- _WHAT IS BEING ASKED_:
Return only the stretch of the material below that begins with the line containing "pub mod ports;" and ends with the line containing "pub mod train;", exactly; both of those lines belong to it.

*-*-*

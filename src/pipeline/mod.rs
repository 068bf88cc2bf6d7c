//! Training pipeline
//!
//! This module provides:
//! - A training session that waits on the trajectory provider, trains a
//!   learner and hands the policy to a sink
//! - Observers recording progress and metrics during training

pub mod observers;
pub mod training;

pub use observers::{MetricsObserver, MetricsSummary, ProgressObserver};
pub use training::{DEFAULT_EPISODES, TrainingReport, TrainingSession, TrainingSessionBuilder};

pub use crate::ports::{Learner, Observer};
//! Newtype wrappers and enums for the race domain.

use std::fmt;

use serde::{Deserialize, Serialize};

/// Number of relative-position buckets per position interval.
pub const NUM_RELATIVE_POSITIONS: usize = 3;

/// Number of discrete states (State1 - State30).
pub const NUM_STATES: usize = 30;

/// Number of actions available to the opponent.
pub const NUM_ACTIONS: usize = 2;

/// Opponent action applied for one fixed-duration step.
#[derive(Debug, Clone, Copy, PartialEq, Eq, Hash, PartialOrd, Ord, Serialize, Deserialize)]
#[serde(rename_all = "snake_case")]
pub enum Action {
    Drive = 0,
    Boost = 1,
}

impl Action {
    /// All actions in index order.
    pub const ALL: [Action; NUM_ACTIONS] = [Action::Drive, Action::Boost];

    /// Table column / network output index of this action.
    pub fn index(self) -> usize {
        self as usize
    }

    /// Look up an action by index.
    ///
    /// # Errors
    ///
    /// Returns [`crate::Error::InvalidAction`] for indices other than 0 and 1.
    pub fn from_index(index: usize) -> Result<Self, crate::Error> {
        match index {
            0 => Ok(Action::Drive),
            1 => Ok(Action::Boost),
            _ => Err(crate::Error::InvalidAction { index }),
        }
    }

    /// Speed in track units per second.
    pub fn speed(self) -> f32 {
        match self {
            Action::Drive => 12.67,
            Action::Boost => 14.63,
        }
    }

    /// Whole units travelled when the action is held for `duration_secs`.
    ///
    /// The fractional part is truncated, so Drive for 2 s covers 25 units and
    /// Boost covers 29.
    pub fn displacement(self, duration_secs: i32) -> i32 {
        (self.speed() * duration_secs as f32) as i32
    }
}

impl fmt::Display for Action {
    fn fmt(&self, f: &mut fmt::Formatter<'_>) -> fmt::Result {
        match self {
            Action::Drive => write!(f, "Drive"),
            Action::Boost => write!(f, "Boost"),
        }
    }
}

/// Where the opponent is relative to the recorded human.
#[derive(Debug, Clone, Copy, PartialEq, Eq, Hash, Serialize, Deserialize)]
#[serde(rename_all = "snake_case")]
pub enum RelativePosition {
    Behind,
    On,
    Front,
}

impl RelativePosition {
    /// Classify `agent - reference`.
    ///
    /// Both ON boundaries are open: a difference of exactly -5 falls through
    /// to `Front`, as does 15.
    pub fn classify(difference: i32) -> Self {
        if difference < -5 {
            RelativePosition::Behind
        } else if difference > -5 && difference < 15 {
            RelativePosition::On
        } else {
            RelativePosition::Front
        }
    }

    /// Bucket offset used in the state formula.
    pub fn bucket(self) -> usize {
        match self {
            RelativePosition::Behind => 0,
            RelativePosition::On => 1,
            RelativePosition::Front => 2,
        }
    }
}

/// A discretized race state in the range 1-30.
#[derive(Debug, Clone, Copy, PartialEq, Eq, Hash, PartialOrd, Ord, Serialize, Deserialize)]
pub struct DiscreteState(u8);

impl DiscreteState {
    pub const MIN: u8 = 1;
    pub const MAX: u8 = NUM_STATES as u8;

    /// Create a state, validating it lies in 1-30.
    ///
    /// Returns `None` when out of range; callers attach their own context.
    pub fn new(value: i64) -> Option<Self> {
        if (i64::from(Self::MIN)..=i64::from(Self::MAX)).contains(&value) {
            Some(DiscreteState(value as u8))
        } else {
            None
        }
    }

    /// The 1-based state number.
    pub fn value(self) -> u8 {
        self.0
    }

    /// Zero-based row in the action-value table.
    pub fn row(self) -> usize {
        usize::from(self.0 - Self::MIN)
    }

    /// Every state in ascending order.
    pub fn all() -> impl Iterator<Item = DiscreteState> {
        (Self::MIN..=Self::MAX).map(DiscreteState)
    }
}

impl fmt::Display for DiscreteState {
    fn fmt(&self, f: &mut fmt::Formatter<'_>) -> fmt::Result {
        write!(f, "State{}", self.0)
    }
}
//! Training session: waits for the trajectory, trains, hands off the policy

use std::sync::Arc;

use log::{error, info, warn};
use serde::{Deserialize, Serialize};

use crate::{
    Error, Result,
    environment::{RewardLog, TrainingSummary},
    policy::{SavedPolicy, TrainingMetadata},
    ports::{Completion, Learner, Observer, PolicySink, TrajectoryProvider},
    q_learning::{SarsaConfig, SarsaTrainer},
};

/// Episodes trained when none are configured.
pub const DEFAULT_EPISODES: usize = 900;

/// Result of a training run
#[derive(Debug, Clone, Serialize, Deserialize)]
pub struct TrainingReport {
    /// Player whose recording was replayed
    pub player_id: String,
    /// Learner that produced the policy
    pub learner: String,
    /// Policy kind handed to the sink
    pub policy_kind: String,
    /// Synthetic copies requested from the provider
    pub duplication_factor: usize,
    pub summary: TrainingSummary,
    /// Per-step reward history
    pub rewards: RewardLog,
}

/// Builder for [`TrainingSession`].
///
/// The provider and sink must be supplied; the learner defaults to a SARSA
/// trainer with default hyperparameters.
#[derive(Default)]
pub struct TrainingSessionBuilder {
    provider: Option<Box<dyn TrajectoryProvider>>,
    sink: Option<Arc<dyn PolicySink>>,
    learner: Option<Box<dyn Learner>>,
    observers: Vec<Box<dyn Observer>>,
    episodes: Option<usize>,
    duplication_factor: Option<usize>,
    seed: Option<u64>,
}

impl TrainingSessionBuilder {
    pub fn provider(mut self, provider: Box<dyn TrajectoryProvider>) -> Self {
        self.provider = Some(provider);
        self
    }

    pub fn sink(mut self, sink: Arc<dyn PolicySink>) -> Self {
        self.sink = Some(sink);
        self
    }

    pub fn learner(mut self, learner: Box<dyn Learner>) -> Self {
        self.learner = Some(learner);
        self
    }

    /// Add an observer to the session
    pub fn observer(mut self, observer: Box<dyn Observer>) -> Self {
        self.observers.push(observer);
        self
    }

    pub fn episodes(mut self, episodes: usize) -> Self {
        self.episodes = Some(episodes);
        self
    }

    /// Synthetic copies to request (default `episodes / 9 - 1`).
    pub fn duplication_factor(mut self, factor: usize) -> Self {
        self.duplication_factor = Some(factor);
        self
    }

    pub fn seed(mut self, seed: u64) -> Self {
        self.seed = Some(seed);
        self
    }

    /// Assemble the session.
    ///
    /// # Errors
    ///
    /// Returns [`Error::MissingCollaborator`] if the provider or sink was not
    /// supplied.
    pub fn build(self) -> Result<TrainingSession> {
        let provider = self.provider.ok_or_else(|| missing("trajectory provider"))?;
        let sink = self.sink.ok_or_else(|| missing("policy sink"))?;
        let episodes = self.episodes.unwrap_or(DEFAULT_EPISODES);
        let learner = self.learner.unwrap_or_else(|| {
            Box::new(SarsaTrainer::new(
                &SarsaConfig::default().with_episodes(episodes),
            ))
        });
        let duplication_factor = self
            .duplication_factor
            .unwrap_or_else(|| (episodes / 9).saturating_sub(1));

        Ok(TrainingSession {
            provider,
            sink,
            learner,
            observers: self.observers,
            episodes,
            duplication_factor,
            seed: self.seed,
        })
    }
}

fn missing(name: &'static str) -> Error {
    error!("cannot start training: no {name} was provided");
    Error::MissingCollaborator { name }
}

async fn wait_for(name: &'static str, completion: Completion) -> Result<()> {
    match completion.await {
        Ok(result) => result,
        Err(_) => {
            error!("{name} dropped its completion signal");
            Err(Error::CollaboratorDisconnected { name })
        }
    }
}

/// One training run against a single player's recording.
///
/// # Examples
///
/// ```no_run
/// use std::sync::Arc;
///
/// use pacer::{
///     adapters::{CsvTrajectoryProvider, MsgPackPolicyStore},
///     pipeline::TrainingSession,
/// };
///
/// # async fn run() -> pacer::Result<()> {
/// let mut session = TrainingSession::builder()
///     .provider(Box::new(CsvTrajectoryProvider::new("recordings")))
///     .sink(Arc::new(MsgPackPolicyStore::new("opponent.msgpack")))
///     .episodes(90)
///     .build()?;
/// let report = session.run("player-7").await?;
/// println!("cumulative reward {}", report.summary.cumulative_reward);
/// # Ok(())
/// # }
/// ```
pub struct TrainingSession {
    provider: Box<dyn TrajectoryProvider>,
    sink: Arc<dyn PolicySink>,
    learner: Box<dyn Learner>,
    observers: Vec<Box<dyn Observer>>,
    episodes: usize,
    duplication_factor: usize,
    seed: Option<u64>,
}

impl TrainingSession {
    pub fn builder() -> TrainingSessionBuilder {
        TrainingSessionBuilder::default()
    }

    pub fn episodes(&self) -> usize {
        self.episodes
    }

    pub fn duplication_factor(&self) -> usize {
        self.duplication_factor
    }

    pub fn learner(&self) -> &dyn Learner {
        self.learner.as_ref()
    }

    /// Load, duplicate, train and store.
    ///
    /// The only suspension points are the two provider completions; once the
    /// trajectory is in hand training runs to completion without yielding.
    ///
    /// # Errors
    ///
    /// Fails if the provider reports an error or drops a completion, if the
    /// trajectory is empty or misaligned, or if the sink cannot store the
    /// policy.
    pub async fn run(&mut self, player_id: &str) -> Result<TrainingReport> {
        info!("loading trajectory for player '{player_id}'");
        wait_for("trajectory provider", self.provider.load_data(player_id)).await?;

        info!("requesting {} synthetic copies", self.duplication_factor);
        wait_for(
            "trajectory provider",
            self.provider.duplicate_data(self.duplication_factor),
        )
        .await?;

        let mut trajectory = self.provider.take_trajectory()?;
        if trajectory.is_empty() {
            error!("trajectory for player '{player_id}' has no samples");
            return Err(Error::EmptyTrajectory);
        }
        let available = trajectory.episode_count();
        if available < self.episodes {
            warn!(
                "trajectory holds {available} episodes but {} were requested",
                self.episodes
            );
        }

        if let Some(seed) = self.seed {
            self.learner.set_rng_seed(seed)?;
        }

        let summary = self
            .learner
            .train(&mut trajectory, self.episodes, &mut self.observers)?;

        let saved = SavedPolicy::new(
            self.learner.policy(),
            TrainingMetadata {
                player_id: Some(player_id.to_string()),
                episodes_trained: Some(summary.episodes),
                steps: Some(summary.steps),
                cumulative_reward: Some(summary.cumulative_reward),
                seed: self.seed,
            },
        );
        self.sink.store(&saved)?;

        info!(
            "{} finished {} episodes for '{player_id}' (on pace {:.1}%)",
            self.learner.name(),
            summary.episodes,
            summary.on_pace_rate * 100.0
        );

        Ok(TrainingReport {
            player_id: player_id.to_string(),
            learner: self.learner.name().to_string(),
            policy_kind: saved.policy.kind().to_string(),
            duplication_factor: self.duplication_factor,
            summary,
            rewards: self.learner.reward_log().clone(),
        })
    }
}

*-*-*

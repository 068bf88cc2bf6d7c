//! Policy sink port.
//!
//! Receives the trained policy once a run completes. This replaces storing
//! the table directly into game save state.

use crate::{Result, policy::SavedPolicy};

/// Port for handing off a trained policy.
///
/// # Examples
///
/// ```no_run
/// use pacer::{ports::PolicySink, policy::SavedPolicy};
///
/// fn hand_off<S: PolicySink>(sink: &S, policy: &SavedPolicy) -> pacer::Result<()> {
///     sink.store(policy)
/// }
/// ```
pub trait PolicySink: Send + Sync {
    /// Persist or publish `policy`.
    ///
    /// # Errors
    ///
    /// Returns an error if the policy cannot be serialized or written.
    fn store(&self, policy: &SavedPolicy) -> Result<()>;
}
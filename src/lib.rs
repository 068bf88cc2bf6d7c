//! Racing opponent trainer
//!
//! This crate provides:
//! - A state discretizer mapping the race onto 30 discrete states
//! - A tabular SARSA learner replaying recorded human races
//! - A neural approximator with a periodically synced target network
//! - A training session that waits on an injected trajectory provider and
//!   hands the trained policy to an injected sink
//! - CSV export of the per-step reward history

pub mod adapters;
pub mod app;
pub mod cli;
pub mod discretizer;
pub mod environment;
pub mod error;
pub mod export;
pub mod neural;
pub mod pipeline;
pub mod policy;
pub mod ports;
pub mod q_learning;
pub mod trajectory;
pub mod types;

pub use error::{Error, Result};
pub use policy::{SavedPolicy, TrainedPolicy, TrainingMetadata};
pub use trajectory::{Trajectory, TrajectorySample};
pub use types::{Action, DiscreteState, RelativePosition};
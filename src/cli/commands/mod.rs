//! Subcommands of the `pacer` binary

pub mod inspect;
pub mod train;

*-*-*

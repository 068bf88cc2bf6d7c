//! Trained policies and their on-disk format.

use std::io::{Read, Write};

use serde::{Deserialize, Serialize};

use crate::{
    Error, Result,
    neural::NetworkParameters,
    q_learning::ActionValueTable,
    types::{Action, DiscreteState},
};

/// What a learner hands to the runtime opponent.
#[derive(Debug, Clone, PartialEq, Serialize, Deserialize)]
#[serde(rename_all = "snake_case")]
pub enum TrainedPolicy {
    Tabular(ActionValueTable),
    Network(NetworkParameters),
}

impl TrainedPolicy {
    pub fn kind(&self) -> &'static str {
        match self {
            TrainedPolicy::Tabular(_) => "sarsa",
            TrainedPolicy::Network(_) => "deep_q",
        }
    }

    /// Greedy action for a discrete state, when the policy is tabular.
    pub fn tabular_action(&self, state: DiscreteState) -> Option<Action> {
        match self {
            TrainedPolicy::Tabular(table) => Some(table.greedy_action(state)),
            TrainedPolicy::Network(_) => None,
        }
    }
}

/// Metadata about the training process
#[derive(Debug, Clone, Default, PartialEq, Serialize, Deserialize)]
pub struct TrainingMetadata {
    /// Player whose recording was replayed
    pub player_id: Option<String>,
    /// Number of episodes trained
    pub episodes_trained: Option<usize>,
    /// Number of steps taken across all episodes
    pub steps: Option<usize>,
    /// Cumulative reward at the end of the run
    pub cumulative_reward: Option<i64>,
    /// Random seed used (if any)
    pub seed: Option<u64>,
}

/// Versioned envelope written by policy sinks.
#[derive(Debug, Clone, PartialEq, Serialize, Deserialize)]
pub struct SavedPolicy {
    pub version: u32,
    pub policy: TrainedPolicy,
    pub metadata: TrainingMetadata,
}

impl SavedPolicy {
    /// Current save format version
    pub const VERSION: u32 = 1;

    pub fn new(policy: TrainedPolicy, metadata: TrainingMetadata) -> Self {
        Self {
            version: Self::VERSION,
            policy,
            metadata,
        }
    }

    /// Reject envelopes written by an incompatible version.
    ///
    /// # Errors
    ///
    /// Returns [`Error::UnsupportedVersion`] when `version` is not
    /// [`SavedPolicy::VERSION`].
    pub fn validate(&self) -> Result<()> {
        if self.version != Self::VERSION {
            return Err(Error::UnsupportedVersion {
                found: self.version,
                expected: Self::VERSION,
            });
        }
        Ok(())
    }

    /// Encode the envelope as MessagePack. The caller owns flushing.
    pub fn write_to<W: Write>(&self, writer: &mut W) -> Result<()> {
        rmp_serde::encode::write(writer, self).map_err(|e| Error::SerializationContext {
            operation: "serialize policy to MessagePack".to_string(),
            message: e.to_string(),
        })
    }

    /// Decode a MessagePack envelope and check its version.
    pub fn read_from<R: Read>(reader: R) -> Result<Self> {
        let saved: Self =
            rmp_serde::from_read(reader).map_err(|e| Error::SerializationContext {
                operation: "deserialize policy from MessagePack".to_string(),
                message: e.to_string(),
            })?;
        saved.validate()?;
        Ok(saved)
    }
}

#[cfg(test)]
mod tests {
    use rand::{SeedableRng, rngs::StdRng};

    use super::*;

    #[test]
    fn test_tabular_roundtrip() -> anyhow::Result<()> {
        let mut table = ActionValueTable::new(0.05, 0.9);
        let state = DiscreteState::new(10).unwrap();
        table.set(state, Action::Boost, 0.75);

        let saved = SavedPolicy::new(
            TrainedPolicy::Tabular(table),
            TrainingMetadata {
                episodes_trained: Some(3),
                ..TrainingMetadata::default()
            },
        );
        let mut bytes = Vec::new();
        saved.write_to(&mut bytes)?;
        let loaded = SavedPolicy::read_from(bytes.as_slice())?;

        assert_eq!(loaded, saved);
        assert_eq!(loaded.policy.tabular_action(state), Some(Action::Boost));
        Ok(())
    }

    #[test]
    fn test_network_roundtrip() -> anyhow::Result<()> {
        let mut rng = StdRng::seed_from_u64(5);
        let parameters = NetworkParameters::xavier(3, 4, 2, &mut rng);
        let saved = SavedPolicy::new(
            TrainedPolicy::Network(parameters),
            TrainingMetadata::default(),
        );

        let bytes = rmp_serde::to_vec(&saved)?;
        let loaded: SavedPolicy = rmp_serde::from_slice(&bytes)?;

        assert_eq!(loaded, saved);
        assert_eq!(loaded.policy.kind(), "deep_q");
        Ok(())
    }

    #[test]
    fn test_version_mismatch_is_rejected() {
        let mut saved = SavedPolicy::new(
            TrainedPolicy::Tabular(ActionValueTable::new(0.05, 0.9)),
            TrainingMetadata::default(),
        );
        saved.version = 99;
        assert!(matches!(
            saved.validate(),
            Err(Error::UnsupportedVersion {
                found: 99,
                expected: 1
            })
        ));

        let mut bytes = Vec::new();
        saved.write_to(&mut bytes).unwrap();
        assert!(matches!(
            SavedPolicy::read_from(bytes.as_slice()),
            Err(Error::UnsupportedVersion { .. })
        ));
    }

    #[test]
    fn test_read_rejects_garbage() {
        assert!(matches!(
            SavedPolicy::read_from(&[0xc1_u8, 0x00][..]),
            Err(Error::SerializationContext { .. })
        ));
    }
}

*-*-*

- _EXERCISE OUTPUT_:
pub mod ports;
pub mod q_learning;
pub mod trajectory;
pub mod types;

pub use error::{Error, Result};
pub use policy::{SavedPolicy, TrainedPolicy, TrainingMetadata};
pub use trajectory::{Trajectory, TrajectorySample};
pub use types::{Action, DiscreteState, RelativePosition};
filename src/cli/commands/mod.rs
//! Subcommands of the `pacer` binary

pub mod inspect;
pub mod train;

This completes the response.